Story of Cloudprober
Origin
I started building Cloudprober in 2016, while I was at Google, leading the Cloud Networking SRE team there. Google Cloud was just beginning to grow big, and we were still grappling with some early growth issue. Our biggest problem was that our customers were discovering problems before us, which resulted in bad experience for our customers and huge time sink for my team in debugging those issues¹.
Google’s existing monitoring tools didn’t work well in Cloud, necessitating the need to build things from ground up. And since probers are the cornerstone of monitoring and reliability at Google², that’s where we decided to start. Thus began the journey of Cloudprober.
Even though the primary goal of Cloudprober at that time was to discover and alert on Cloud Networking availability and performance problems, we decided to develop it as a generic prober that could be used to monitor a wide variety of systems and services. We also decided to make Cloudprober open source so that a wider community could trust it, contribute to it, and run it on their own systems.
Focus on Scale, Efficiency
For large-scale platforms like Google Cloud, horizontal scalability and efficiency become critical requirements, and for a monitoring software to be useful, reliability is super important as well. Keeping these requirements in mind, our goal for Cloudprober was for it to be able to reliably monitor 100s of 1000s of endpoints (IPs, Ports, HTTP/S URLs, etc) from each instance, while keeping the resource requirements and management overhead very low³.
Cloudprober maximizes resources utilization by relying heavily on Go concurrency (resource efficiency), supports probing large number of targets in parallel at a high frequency (each instance does more), minimizes the need of frequent updates by supporting dynamic targets discovery (ease of management), has native implementations for common probe types (efficiency), and so on.

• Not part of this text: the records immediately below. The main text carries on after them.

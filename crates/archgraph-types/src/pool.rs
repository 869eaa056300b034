use std::collections::HashMap;
use std::sync::Arc;

use archgraph_signature::BaseType;
use parking_lot::RwLock;
use thiserror::Error;

use crate::class::{binary_name, ClassDetails, ClassId, ClassKind, ClassNode};
use crate::classes::ImportedClasses;
use crate::OBJECT;

/// Ids of classes every pool knows about from the start.
#[derive(Clone, Debug, PartialEq, Eq)]
pub struct WellKnownClasses {
    /// `java.lang.Object`, the top reference type. A stub until imported.
    pub object: ClassId,
    /// `void`, used for method results.
    pub void: ClassId,
    primitives: [ClassId; 8],
}

impl WellKnownClasses {
    pub fn primitive(&self, base: BaseType) -> ClassId {
        let idx = BaseType::ALL
            .iter()
            .position(|b| *b == base)
            .unwrap_or_default();
        self.primitives[idx]
    }
}

#[derive(Debug, Error, PartialEq, Eq)]
pub enum UpgradeError {
    #[error("class {name} is already resolved")]
    AlreadyResolved { name: String },
    #[error("unknown class id {0:?}")]
    UnknownClass(ClassId),
}

#[derive(Debug, Default)]
struct PoolInner {
    classes: Vec<Arc<ClassNode>>,
    by_name: HashMap<String, ClassId>,
}

/// Registry of class nodes for one import session (the resolution context).
///
/// Lookups by name never fail: an unknown name registers a stub. Registration and upgrade are
/// atomic per name, so the pool can be shared by parallel import workers.
#[derive(Debug)]
pub struct ClassPool {
    inner: RwLock<PoolInner>,
    well_known: WellKnownClasses,
}

impl Default for ClassPool {
    fn default() -> Self {
        Self::new()
    }
}

impl ClassPool {
    /// Creates a pool seeded with the primitive classes and `void` (resolved) and
    /// `java.lang.Object` (stub).
    pub fn new() -> Self {
        let mut inner = PoolInner::default();
        let mut platform = |name: &str, details: Option<ClassDetails>| {
            let id = ClassId::from_index(inner.classes.len());
            let node = ClassNode::stub(id, name.to_string());
            if let Some(details) = details {
                // Freshly created, cannot already be resolved.
                let _ = node.resolve(details);
            }
            inner.classes.push(Arc::new(node));
            inner.by_name.insert(name.to_string(), id);
            id
        };

        let object = platform(OBJECT, None);
        let void = platform("void", Some(ClassDetails::new(ClassKind::Primitive)));
        let primitives = BaseType::ALL
            .map(|base| platform(base.java_name(), Some(ClassDetails::new(ClassKind::Primitive))));

        Self {
            inner: RwLock::new(inner),
            well_known: WellKnownClasses {
                object,
                void,
                primitives,
            },
        }
    }

    pub fn well_known(&self) -> &WellKnownClasses {
        &self.well_known
    }

    /// Returns the node registered for `name`, registering a stub if there is none.
    ///
    /// Accepts binary (`java.lang.String`) and internal (`java/lang/String`) names.
    pub fn resolve(&self, name: &str) -> ClassId {
        let name = binary_name(name);
        if let Some(id) = self.inner.read().by_name.get(name.as_ref()) {
            return *id;
        }

        let mut inner = self.inner.write();
        // Another worker may have registered the name between the two locks.
        if let Some(id) = inner.by_name.get(name.as_ref()) {
            return *id;
        }
        let id = ClassId::from_index(inner.classes.len());
        inner
            .classes
            .push(Arc::new(ClassNode::stub(id, name.to_string())));
        inner.by_name.insert(name.to_string(), id);
        tracing::trace!(target: "archgraph.pool", class = %name, "registered stub class");
        id
    }

    pub fn lookup(&self, name: &str) -> Option<ClassId> {
        self.inner.read().by_name.get(binary_name(name).as_ref()).copied()
    }

    /// Shared handle to a node. The handle observes later upgrades of the node.
    pub fn node(&self, id: ClassId) -> Option<Arc<ClassNode>> {
        self.inner.read().classes.get(id.index()).cloned()
    }

    pub fn is_stub(&self, id: ClassId) -> bool {
        self.node(id).map(|node| node.is_stub()).unwrap_or(true)
    }

    /// Attaches `details` to a stub. Upgrades are monotonic: a resolved node is never
    /// overwritten and the rejected details are dropped.
    pub fn upgrade(&self, id: ClassId, details: ClassDetails) -> Result<(), UpgradeError> {
        let node = self.node(id).ok_or(UpgradeError::UnknownClass(id))?;
        node.resolve(details)
            .map_err(|_| UpgradeError::AlreadyResolved {
                name: node.name().to_string(),
            })?;
        tracing::trace!(target: "archgraph.pool", class = %node.name(), "resolved class");
        Ok(())
    }

    /// Ids of all nodes that are still stubs, in registration order.
    pub fn stubs(&self) -> Vec<ClassId> {
        self.inner
            .read()
            .classes
            .iter()
            .filter(|node| node.is_stub())
            .map(|node| node.id())
            .collect()
    }

    pub fn len(&self) -> usize {
        self.inner.read().classes.len()
    }

    pub fn is_empty(&self) -> bool {
        self.len() == 0
    }

    /// Ends the session and returns the immutable, lock-free view of all nodes.
    pub fn freeze(self) -> ImportedClasses {
        let inner = self.inner.into_inner();
        ImportedClasses::new(inner.classes, inner.by_name, self.well_known)
    }
}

Beyond Google and Open-Source
We open-sourced Cloudprober in 2017. That brought in a new phase in its evolution. We added many features over time to make it more useful to the wider community, such as first-class Kubernetes support, a built-in probe status UI, PostgreSQL and Cloudwatch surfacers, OAuth support, Validators, and most recently, built-in alerting capability.
We used the same codebase for the internal and open-source versions, which was more work but it created a huge advantage — our own extensive internal deployment provided a continuous testing platform for Cloudprober, particularly for its scalability and performance aspects, while we added all these features.
Move away from Google Github
I left Google in Nov 2021. To keep working on Cloudprober independently, I moved Cloudprober’s Github repository from github.com/google/cloudprober to github.com/cloudprober/cloudprober. This was a disruptive move and we lost a lot of Github stars in the process (1.4k — 😃), but there was really no other way.
The positive side of this separation was that Cloudprober became less focused on Google’s needs, allowing us to implement many new features that couldn’t be prioritized while I was at the company. Interestingly, it seems that usage of Cloudprober within Google has continued to grow since the transition.
Growth and stability
Throughout its journey, Cloudprober has continuously adapted and expanded to meet the evolving needs of its users⁴. To ensure that Cloudprober thrives and evolves robustly, we’ve been very diligent that it grows in a structured way, a commitment we’ll uphold in future as well.
Footnotes
- A customer-reported infrastructure issue is much harder to debug than an issue discovered by your own monitoring.
- Almost all of Google’s systems rely on probers to detect customer facing problems.
- Hostinger was able to probe 1.8M targets using a single instance: blog.
- I think it’s an essential trait for any software. Software that don’t evolve with time wither away.